:: Exercise description ::
The output must be the data, printed exactly as written.

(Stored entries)
╭──
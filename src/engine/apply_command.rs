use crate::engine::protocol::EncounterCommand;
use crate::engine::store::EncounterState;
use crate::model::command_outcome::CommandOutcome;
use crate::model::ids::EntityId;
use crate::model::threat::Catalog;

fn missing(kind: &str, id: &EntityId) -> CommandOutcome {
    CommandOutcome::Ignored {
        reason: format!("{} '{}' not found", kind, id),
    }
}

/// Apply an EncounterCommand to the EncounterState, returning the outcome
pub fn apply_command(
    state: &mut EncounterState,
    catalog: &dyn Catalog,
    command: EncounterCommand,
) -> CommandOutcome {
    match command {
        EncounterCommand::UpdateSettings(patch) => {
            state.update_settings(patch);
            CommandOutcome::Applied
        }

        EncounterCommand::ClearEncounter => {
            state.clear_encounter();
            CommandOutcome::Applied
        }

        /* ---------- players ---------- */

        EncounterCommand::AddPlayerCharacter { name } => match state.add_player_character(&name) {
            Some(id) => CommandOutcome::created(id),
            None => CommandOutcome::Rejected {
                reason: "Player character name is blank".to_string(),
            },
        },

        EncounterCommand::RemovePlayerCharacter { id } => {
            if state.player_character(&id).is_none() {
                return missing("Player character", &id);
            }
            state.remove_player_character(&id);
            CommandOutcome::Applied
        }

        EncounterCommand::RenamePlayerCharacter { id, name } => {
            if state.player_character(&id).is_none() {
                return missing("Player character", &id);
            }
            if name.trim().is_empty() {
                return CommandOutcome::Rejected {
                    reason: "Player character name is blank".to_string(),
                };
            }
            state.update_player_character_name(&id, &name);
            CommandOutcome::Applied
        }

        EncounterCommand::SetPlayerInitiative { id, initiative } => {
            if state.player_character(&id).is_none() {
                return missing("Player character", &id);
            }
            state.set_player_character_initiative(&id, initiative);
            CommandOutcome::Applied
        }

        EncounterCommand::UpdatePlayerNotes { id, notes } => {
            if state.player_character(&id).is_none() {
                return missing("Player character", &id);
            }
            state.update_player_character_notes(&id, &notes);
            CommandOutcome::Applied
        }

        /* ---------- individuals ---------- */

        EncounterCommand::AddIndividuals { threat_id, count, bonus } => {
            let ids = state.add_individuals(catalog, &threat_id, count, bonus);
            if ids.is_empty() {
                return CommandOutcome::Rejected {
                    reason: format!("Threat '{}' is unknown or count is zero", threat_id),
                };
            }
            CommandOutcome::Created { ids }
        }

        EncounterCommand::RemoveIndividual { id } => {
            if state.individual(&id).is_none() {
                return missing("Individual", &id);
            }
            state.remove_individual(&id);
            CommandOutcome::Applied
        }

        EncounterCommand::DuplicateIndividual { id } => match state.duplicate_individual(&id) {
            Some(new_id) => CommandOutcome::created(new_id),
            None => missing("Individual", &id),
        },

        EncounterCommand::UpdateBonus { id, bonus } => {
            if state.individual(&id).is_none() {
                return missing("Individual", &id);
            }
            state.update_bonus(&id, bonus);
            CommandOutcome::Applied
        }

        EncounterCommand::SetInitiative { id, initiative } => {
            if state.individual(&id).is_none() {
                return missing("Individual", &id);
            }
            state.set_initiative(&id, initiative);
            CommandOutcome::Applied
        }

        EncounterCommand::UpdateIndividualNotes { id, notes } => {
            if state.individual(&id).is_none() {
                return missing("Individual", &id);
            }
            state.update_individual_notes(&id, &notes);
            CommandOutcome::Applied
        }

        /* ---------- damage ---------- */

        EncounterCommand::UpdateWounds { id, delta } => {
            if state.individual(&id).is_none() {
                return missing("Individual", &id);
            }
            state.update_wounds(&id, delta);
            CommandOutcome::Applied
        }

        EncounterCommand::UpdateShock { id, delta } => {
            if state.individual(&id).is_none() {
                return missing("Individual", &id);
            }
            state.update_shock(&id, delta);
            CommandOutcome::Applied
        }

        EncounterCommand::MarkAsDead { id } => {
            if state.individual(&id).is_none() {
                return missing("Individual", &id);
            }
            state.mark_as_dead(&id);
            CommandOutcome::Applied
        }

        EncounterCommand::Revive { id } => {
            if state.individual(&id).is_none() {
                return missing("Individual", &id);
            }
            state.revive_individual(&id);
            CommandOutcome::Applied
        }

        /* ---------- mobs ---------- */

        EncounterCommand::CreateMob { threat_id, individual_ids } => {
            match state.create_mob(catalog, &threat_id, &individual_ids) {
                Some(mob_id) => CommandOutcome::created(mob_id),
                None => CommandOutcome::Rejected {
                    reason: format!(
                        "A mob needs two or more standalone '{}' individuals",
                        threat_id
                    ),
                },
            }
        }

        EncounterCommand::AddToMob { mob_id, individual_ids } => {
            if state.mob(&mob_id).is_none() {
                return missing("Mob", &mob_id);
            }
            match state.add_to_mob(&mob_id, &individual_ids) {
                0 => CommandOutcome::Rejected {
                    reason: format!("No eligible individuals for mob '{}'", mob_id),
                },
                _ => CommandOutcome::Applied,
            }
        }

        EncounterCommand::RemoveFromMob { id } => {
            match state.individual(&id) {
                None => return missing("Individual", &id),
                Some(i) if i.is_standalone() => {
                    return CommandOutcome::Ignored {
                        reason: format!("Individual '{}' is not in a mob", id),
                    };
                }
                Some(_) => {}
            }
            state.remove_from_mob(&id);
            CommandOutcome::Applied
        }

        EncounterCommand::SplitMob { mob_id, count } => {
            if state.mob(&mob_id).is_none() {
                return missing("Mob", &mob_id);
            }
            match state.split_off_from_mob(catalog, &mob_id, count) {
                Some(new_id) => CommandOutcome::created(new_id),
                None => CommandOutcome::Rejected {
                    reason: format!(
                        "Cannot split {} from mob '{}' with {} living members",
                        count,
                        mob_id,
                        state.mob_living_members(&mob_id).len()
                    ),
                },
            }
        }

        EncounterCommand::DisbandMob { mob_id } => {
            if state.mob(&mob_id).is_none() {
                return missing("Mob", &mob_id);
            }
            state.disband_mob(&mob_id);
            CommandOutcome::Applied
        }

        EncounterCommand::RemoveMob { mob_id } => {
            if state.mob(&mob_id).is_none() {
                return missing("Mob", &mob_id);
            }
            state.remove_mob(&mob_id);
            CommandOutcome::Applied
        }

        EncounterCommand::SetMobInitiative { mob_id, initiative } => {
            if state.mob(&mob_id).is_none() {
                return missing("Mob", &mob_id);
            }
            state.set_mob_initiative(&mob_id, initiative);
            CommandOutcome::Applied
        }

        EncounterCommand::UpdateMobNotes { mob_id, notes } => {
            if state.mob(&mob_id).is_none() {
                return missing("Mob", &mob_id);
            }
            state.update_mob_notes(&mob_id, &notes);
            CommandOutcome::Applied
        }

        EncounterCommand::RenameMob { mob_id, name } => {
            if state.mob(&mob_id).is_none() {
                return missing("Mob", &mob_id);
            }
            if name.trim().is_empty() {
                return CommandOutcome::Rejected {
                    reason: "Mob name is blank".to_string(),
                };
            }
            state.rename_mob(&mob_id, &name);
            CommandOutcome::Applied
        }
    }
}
╰──
:: Result of this exercise ::
filename src/engine/apply_command.rs
use crate::engine::protocol::EncounterCommand;
use crate::engine::store::EncounterState;
use crate::model::command_outcome::CommandOutcome;
use crate::model::ids::EntityId;
use crate::model::threat::Catalog;

fn missing(kind: &str, id: &EntityId) -> CommandOutcome {
    CommandOutcome::Ignored {
        reason: format!("{} '{}' not found", kind, id),
    }
}

/// Apply an EncounterCommand to the EncounterState, returning the outcome
pub fn apply_command(
    state: &mut EncounterState,
    catalog: &dyn Catalog,
    command: EncounterCommand,
) -> CommandOutcome {
    match command {
        EncounterCommand::UpdateSettings(patch) => {
            state.update_settings(patch);
            CommandOutcome::Applied
        }

        EncounterCommand::ClearEncounter => {
            state.clear_encounter();
            CommandOutcome::Applied
        }

        /* ---------- players ---------- */

        EncounterCommand::AddPlayerCharacter { name } => match state.add_player_character(&name) {
            Some(id) => CommandOutcome::created(id),
            None => CommandOutcome::Rejected {
                reason: "Player character name is blank".to_string(),
            },
        },

        EncounterCommand::RemovePlayerCharacter { id } => {
            if state.player_character(&id).is_none() {
                return missing("Player character", &id);
            }
            state.remove_player_character(&id);
            CommandOutcome::Applied
        }

        EncounterCommand::RenamePlayerCharacter { id, name } => {
            if state.player_character(&id).is_none() {
                return missing("Player character", &id);
            }
            if name.trim().is_empty() {
                return CommandOutcome::Rejected {
                    reason: "Player character name is blank".to_string(),
                };
            }
            state.update_player_character_name(&id, &name);
            CommandOutcome::Applied
        }

        EncounterCommand::SetPlayerInitiative { id, initiative } => {
            if state.player_character(&id).is_none() {
                return missing("Player character", &id);
            }
            state.set_player_character_initiative(&id, initiative);
            CommandOutcome::Applied
        }

        EncounterCommand::UpdatePlayerNotes { id, notes } => {
            if state.player_character(&id).is_none() {
                return missing("Player character", &id);
            }
            state.update_player_character_notes(&id, &notes);
            CommandOutcome::Applied
        }

        /* ---------- individuals ---------- */

        EncounterCommand::AddIndividuals { threat_id, count, bonus } => {
            let ids = state.add_individuals(catalog, &threat_id, count, bonus);
            if ids.is_empty() {
                return CommandOutcome::Rejected {
                    reason: format!("Threat '{}' is unknown or count is zero", threat_id),
                };
            }
            CommandOutcome::Created { ids }
        }

        EncounterCommand::RemoveIndividual { id } => {
            if state.individual(&id).is_none() {
                return missing("Individual", &id);
            }
            state.remove_individual(&id);
            CommandOutcome::Applied
        }

        EncounterCommand::DuplicateIndividual { id } => match state.duplicate_individual(&id) {
            Some(new_id) => CommandOutcome::created(new_id),
            None => missing("Individual", &id),
        },

        EncounterCommand::UpdateBonus { id, bonus } => {
            if state.individual(&id).is_none() {
                return missing("Individual", &id);
            }
            state.update_bonus(&id, bonus);
            CommandOutcome::Applied
        }

        EncounterCommand::SetInitiative { id, initiative } => {
            if state.individual(&id).is_none() {
                return missing("Individual", &id);
            }
            state.set_initiative(&id, initiative);
            CommandOutcome::Applied
        }

        EncounterCommand::UpdateIndividualNotes { id, notes } => {
            if state.individual(&id).is_none() {
                return missing("Individual", &id);
            }
            state.update_individual_notes(&id, &notes);
            CommandOutcome::Applied
        }

        /* ---------- damage ---------- */

        EncounterCommand::UpdateWounds { id, delta } => {
            if state.individual(&id).is_none() {
                return missing("Individual", &id);
            }
            state.update_wounds(&id, delta);
            CommandOutcome::Applied
        }

        EncounterCommand::UpdateShock { id, delta } => {
            if state.individual(&id).is_none() {
                return missing("Individual", &id);
            }
            state.update_shock(&id, delta);
            CommandOutcome::Applied
        }

        EncounterCommand::MarkAsDead { id } => {
            if state.individual(&id).is_none() {
                return missing("Individual", &id);
            }
            state.mark_as_dead(&id);
            CommandOutcome::Applied
        }

        EncounterCommand::Revive { id } => {
            if state.individual(&id).is_none() {
                return missing("Individual", &id);
            }
            state.revive_individual(&id);
            CommandOutcome::Applied
        }

        /* ---------- mobs ---------- */

        EncounterCommand::CreateMob { threat_id, individual_ids } => {
            match state.create_mob(catalog, &threat_id, &individual_ids) {
                Some(mob_id) => CommandOutcome::created(mob_id),
                None => CommandOutcome::Rejected {
                    reason: format!(
                        "A mob needs two or more standalone '{}' individuals",
                        threat_id
                    ),
                },
            }
        }

        EncounterCommand::AddToMob { mob_id, individual_ids } => {
            if state.mob(&mob_id).is_none() {
                return missing("Mob", &mob_id);
            }
            match state.add_to_mob(&mob_id, &individual_ids) {
                0 => CommandOutcome::Rejected {
                    reason: format!("No eligible individuals for mob '{}'", mob_id),
                },
                _ => CommandOutcome::Applied,
            }
        }

        EncounterCommand::RemoveFromMob { id } => {
            match state.individual(&id) {
                None => return missing("Individual", &id),
                Some(i) if i.is_standalone() => {
                    return CommandOutcome::Ignored {
                        reason: format!("Individual '{}' is not in a mob", id),
                    };
                }
                Some(_) => {}
            }
            state.remove_from_mob(&id);
            CommandOutcome::Applied
        }

        EncounterCommand::SplitMob { mob_id, count } => {
            if state.mob(&mob_id).is_none() {
                return missing("Mob", &mob_id);
            }
            match state.split_off_from_mob(catalog, &mob_id, count) {
                Some(new_id) => CommandOutcome::created(new_id),
                None => CommandOutcome::Rejected {
                    reason: format!(
                        "Cannot split {} from mob '{}' with {} living members",
                        count,
                        mob_id,
                        state.mob_living_members(&mob_id).len()
                    ),
                },
            }
        }

        EncounterCommand::DisbandMob { mob_id } => {
            if state.mob(&mob_id).is_none() {
                return missing("Mob", &mob_id);
            }
            state.disband_mob(&mob_id);
            CommandOutcome::Applied
        }

        EncounterCommand::RemoveMob { mob_id } => {
            if state.mob(&mob_id).is_none() {
                return missing("Mob", &mob_id);
            }
            state.remove_mob(&mob_id);
            CommandOutcome::Applied
        }

        EncounterCommand::SetMobInitiative { mob_id, initiative } => {
            if state.mob(&mob_id).is_none() {
                return missing("Mob", &mob_id);
            }
            state.set_mob_initiative(&mob_id, initiative);
            CommandOutcome::Applied
        }

        EncounterCommand::UpdateMobNotes { mob_id, notes } => {
            if state.mob(&mob_id).is_none() {
                return missing("Mob", &mob_id);
            }
            state.update_mob_notes(&mob_id, &notes);
            CommandOutcome::Applied
        }

        EncounterCommand::RenameMob { mob_id, name } => {
            if state.mob(&mob_id).is_none() {
                return missing("Mob", &mob_id);
            }
            if name.trim().is_empty() {
                return CommandOutcome::Rejected {
                    reason: "Mob name is blank".to_string(),
                };
            }
            state.rename_mob(&mob_id, &name);
            CommandOutcome::Applied
        }
    }
}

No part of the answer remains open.